**Problem requirements:** Determine how many lines in the listing hold "replaced" and give only that number.

**Data for processing:**
□ □ □ □

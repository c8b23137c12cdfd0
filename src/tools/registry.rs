//! Tool registry: the set of tools a session may dispatch to.
//!
//! Provides:
//! - Tool lookup by name
//! - Structural validation of call arguments against the declared schema
//! - Serialization of tool definitions for the completion request

use std::collections::BTreeMap;
use std::sync::Arc;

use super::{Tool, ToolSpec};
use crate::agent_core::errors::DispatchError;

// ─── ToolRegistry ────────────────────────────────────────────────────────────

/// Registered tools keyed by name.
///
/// A `BTreeMap` keeps `definitions()` in a stable order so identical
/// transcripts produce identical requests.
#[derive(Clone, Default)]
pub struct ToolRegistry {
    tools: BTreeMap<String, Arc<dyn Tool>>,
}

impl std::fmt::Debug for ToolRegistry {
    fn fmt(&self, f: &mut std::fmt::Formatter<'_>) -> std::fmt::Result {
        f.debug_struct("ToolRegistry")
            .field("tools", &self.tools.keys().collect::<Vec<_>>())
            .finish()
    }
}

impl ToolRegistry {
    /// Create an empty registry.
    pub fn new() -> Self {
        Self::default()
    }

    /// Register a tool. A tool with the same name is replaced.
    pub fn register(&mut self, tool: Arc<dyn Tool>) {
        let name = tool.spec().name.clone();
        if self.tools.insert(name.clone(), tool).is_some() {
            tracing::warn!(tool = %name, "replaced previously registered tool");
        }
    }

    /// Look up a tool by name.
    pub fn get(&self, name: &str) -> Option<&Arc<dyn Tool>> {
        self.tools.get(name)
    }

    pub fn spec(&self, name: &str) -> Option<&ToolSpec> {
        self.tools.get(name).map(|t| t.spec())
    }

    /// Return all registered tool names.
    pub fn tool_names(&self) -> Vec<&str> {
        self.tools.keys().map(|k| k.as_str()).collect()
    }

    pub fn len(&self) -> usize {
        self.tools.len()
    }

    pub fn is_empty(&self) -> bool {
        self.tools.is_empty()
    }

    /// OpenAI-format definitions for every registered tool.
    pub fn definitions(&self) -> Vec<serde_json::Value> {
        self.tools.values().map(|t| t.spec().to_openai_definition()).collect()
    }

    /// Validate a tool call: tool exists and arguments match schema.
    ///
    /// A structural check only: arguments must be an object, required fields
    /// present, and top-level fields declared with a `type` must match it.
    pub fn validate_call(
        &self,
        tool_name: &str,
        arguments: &serde_json::Value,
    ) -> Result<&Arc<dyn Tool>, DispatchError> {
        let tool = self.get(tool_name).ok_or_else(|| DispatchError::UnknownTool {
            name: tool_name.to_string(),
        })?;
        let schema = &tool.spec().params_schema;

        let invalid = |reason: String| DispatchError::InvalidArguments {
            tool_name: tool_name.to_string(),
            reason,
        };

        let args_obj = arguments
            .as_object()
            .ok_or_else(|| invalid(format!("arguments must be an object, got {}", json_type(arguments))))?;

        if let Some(required) = schema.get("required").and_then(|r| r.as_array()) {
            for field in required.iter().filter_map(|f| f.as_str()) {
                if !args_obj.contains_key(field) {
                    return Err(invalid(format!("missing required field: '{field}'")));
                }
            }
        }

        if let Some(props) = schema.get("properties").and_then(|p| p.as_object()) {
            for (key, value) in args_obj {
                let Some(expected) = props
                    .get(key)
                    .and_then(|p| p.get("type"))
                    .and_then(|t| t.as_str())
                else {
                    continue;
                };
                if !type_matches(expected, value) {
                    return Err(invalid(format!(
                        "field '{key}' should be {expected}, got {}",
                        json_type(value)
                    )));
                }
            }
        }

        Ok(tool)
    }
}

fn type_matches(expected: &str, value: &serde_json::Value) -> bool {
    match expected {
        "string" => value.is_string(),
        "integer" => value.is_i64() || value.is_u64(),
        "number" => value.is_number(),
        "boolean" => value.is_boolean(),
        "array" => value.is_array(),
        "object" => value.is_object(),
        "null" => value.is_null(),
        _ => true,
    }
}

fn json_type(value: &serde_json::Value) -> &'static str {
    match value {
        serde_json::Value::Null => "null",
        serde_json::Value::Bool(_) => "boolean",
        serde_json::Value::Number(_) => "number",
        serde_json::Value::String(_) => "string",
        serde_json::Value::Array(_) => "array",
        serde_json::Value::Object(_) => "object",
    }
}

// ─── Tests ───────────────────────────────────────────────────────────────────
//! Permission Store: tiered permission grants for tool execution.
//!
//! Supports three tiers:
//! - **Allow Once** (`Confirmed`): no grant stored, ask every time.
//! - **Allow for Session**: grant lives until the session ends.
//! - **Always Allow**: persisted to `permissions.json`.
//!
//! Grants are scoped to a tool and, optionally, a pattern: the primary
//! command for exec tools (`cargo`, `pytest@tests`) or the target path for
//! file tools. A grant without a pattern covers every call to the tool.

use std::collections::HashMap;
use std::path::PathBuf;

use serde::{Deserialize, Serialize};

// ─── Types ──────────────────────────────────────────────────────────────────

/// Scope of a permission grant.
#[derive(Debug, Clone, Copy, PartialEq, Eq, Serialize, Deserialize)]
#[serde(rename_all = "snake_case")]
pub enum PermissionScope {
    /// Valid until the session ends.
    Session,
    /// Persisted across restarts.
    Always,
}

/// A single permission grant.
#[derive(Debug, Clone, Serialize, Deserialize)]
pub struct PermissionGrant {
    pub tool_name: String,
    /// Command or path pattern; `None` covers every call to the tool.
    #[serde(default)]
    pub pattern: Option<String>,
    pub scope: PermissionScope,
    /// ISO 8601 timestamp when the grant was created.
    pub granted_at: String,
}

/// Result of checking a call's grant status.
#[derive(Debug, Clone, Copy, PartialEq, Eq)]
pub enum PermissionStatus {
    /// An active grant covers the call.
    Allowed,
    /// No grant; fall through to the policy.
    NeedsConfirmation,
}

fn grant_key(tool_name: &str, pattern: Option<&str>) -> String {
    match pattern {
        Some(p) => format!("{tool_name}:{p}"),
        None => tool_name.to_string(),
    }
}

// ─── Persistent Format ──────────────────────────────────────────────────────

/// On-disk format for `permissions.json`.
#[derive(Debug, Default, Serialize, Deserialize)]
struct PersistedGrants {
    version: u32,
    /// Grant key → grant.
    grants: HashMap<String, PermissionGrant>,
}

// ─── PermissionStore ────────────────────────────────────────────────────────

/// Session and persistent permission grants for one session.
#[derive(Debug, Clone, Default)]
pub struct PermissionStore {
    session_grants: HashMap<String, PermissionGrant>,
    persistent_grants: HashMap<String, PermissionGrant>,
    /// `None` keeps persistent grants in memory only.
    persist_path: Option<PathBuf>,
}

impl PermissionStore {
    /// Create a store backed by `path`, loading any grants already saved there.
    pub fn open(path: PathBuf) -> Self {
        let mut store = Self {
            persist_path: Some(path),
            ..Self::default()
        };
        store.load_from_disk();
        store
    }

    /// A store that never touches disk.
    pub fn in_memory() -> Self {
        Self::default()
    }

    /// Check whether a grant covers a call to `tool_name` with `pattern`.
    pub fn check(&self, tool_name: &str, pattern: Option<&str>) -> PermissionStatus {
        let covered = |key: &str| {
            self.persistent_grants.contains_key(key) || self.session_grants.contains_key(key)
        };
        if covered(tool_name) || pattern.is_some_and(|p| covered(&grant_key(tool_name, Some(p)))) {
            PermissionStatus::Allowed
        } else {
            PermissionStatus::NeedsConfirmation
        }
    }

    /// Grant a permission for a tool (optionally narrowed by pattern).
    pub fn grant(&mut self, tool_name: &str, pattern: Option<&str>, scope: PermissionScope) {
        let key = grant_key(tool_name, pattern);
        let grant = PermissionGrant {
            tool_name: tool_name.to_string(),
            pattern: pattern.map(str::to_string),
            scope,
            granted_at: chrono::Utc::now().to_rfc3339(),
        };

        match scope {
            PermissionScope::Session => {
                self.session_grants.insert(key, grant);
            }
            PermissionScope::Always => {
                self.persistent_grants.insert(key, grant);
                self.save_to_disk();
            }
        }

        tracing::info!(tool = tool_name, pattern = ?pattern, scope = ?scope, "permission granted");
    }

    /// Revoke a grant in either tier.
    pub fn revoke(&mut self, tool_name: &str, pattern: Option<&str>) -> bool {
        let key = grant_key(tool_name, pattern);
        let removed_persistent = self.persistent_grants.remove(&key).is_some();
        let removed_session = self.session_grants.remove(&key).is_some();

        if removed_persistent {
            self.save_to_disk();
        }

        let removed = removed_persistent || removed_session;
        if removed {
            tracing::info!(tool = tool_name, pattern = ?pattern, "permission revoked");
        }
        removed
    }

    /// List all persistent grants, sorted by tool then pattern.
    pub fn list_persistent(&self) -> Vec<&PermissionGrant> {
        let mut grants: Vec<&PermissionGrant> = self.persistent_grants.values().collect();
        grants.sort_by(|a, b| (&a.tool_name, &a.pattern).cmp(&(&b.tool_name, &b.pattern)));
        grants
    }

    /// Clear all session grants.
    pub fn clear_session(&mut self) {
        let count = self.session_grants.len();
        self.session_grants.clear();
        if count > 0 {
            tracing::info!(cleared = count, "session permissions cleared");
        }
    }

    // ─── Persistence ────────────────────────────────────────────────────

    fn load_from_disk(&mut self) {
        let Some(path) = self.persist_path.as_ref() else {
            return;
        };
        if !path.exists() {
            return;
        }

        match std::fs::read_to_string(path) {
            Ok(content) => match serde_json::from_str::<PersistedGrants>(&content) {
                Ok(persisted) => {
                    tracing::info!(
                        count = persisted.grants.len(),
                        path = %path.display(),
                        "loaded persistent permissions"
                    );
                    self.persistent_grants = persisted.grants;
                }
                Err(e) => {
                    tracing::warn!(
                        error = %e,
                        path = %path.display(),
                        "failed to parse permissions file, starting fresh"
                    );
                }
            },
            Err(e) => {
                tracing::warn!(error = %e, path = %path.display(), "failed to read permissions file");
            }
        }
    }

    /// Save persistent grants to disk (atomic write).
    fn save_to_disk(&self) {
        let Some(path) = self.persist_path.as_ref() else {
            return;
        };
        let persisted = PersistedGrants {
            version: 1,
            grants: self.persistent_grants.clone(),
        };

        let content = match serde_json::to_string_pretty(&persisted) {
            Ok(c) => c,
            Err(e) => {
                tracing::error!(error = %e, "failed to serialize permissions");
                return;
            }
        };

        if let Some(parent) = path.parent() {
            let _ = std::fs::create_dir_all(parent);
        }

        // Write to temp file, then rename
        let tmp_path = path.with_extension("json.tmp");
        if let Err(e) = std::fs::write(&tmp_path, &content) {
            tracing::error!(error = %e, "failed to write permissions temp file");
            return;
        }
        if let Err(e) = std::fs::rename(&tmp_path, path) {
            tracing::error!(error = %e, "failed to rename permissions file");
            return;
        }

        tracing::debug!(count = self.persistent_grants.len(), "saved persistent permissions");
    }
}

// ─── Tests ──────────────────────────────────────────────────────────────────

#[cfg(test)]
mod tests {
    use super::*;

    #[test]
    fn test_check_returns_needs_confirmation_by_default() {
        let store = PermissionStore::in_memory();
        assert_eq!(
            store.check("write_file", Some("src/main.rs")),
            PermissionStatus::NeedsConfirmation
        );
    }

    #[test]
    fn test_session_grant_allows_tool() {
        let mut store = PermissionStore::in_memory();
        store.grant("write_file", None, PermissionScope::Session);
        assert_eq!(store.check("write_file", Some("any.txt")), PermissionStatus::Allowed);
    }

    #[test]
    fn test_pattern_grant_is_narrow() {
        let mut store = PermissionStore::in_memory();
        store.grant("run_shell", Some("cargo"), PermissionScope::Session);
        assert_eq!(store.check("run_shell", Some("cargo")), PermissionStatus::Allowed);
        assert_eq!(
            store.check("run_shell", Some("curl")),
            PermissionStatus::NeedsConfirmation
        );
        assert_eq!(store.check("run_shell", None), PermissionStatus::NeedsConfirmation);
    }

    #[test]
    fn test_clear_session_removes_session_grants_only() {
        let mut store = PermissionStore::in_memory();
        store.grant("tool_a", None, PermissionScope::Session);
        store.grant("tool_b", None, PermissionScope::Always);

        store.clear_session();

        assert_eq!(store.check("tool_a", None), PermissionStatus::NeedsConfirmation);
        assert_eq!(store.check("tool_b", None), PermissionStatus::Allowed);
    }

    #[test]
    fn test_revoke_removes_grant() {
        let mut store = PermissionStore::in_memory();
        store.grant("tool_a", Some("x"), PermissionScope::Always);
        assert!(store.revoke("tool_a", Some("x")));
        assert_eq!(store.check("tool_a", Some("x")), PermissionStatus::NeedsConfirmation);
        assert!(!store.revoke("tool_a", Some("x")));
    }

    #[test]
    fn test_list_persistent_returns_sorted() {
        let mut store = PermissionStore::in_memory();
        store.grant("zzz", None, PermissionScope::Always);
        store.grant("aaa", None, PermissionScope::Always);
        store.grant("mmm", None, PermissionScope::Session);

        let grants = store.list_persistent();
        assert_eq!(grants.len(), 2);
        assert_eq!(grants[0].tool_name, "aaa");
        assert_eq!(grants[1].tool_name, "zzz");
    }

    #[test]
    fn test_always_grants_persist_across_stores() {
        let dir = tempfile::tempdir().unwrap();
        let path = dir.path().join("permissions.json");

        let mut store = PermissionStore::open(path.clone());
        store.grant("run_shell", Some("pytest"), PermissionScope::Always);
        store.grant("write_file", None, PermissionScope::Session);

        let reopened = PermissionStore::open(path);
        assert_eq!(reopened.check("run_shell", Some("pytest")), PermissionStatus::Allowed);
        assert_eq!(reopened.check("write_file", None), PermissionStatus::NeedsConfirmation);
    }

    #[test]
    fn test_corrupt_file_starts_fresh() {
        let dir = tempfile::tempdir().unwrap();
        let path = dir.path().join("permissions.json");
        std::fs::write(&path, "not json").unwrap();
        let store = PermissionStore::open(path);
        assert!(store.list_persistent().is_empty());
    }

    #[test]
    fn test_permission_scope_serialization() {
        assert_eq!(serde_json::to_string(&PermissionScope::Session).unwrap(), "\"session\"");
        assert_eq!(serde_json::to_string(&PermissionScope::Always).unwrap(), "\"always\"");
    }
}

□ □ □ □

**Reply to the task:** 2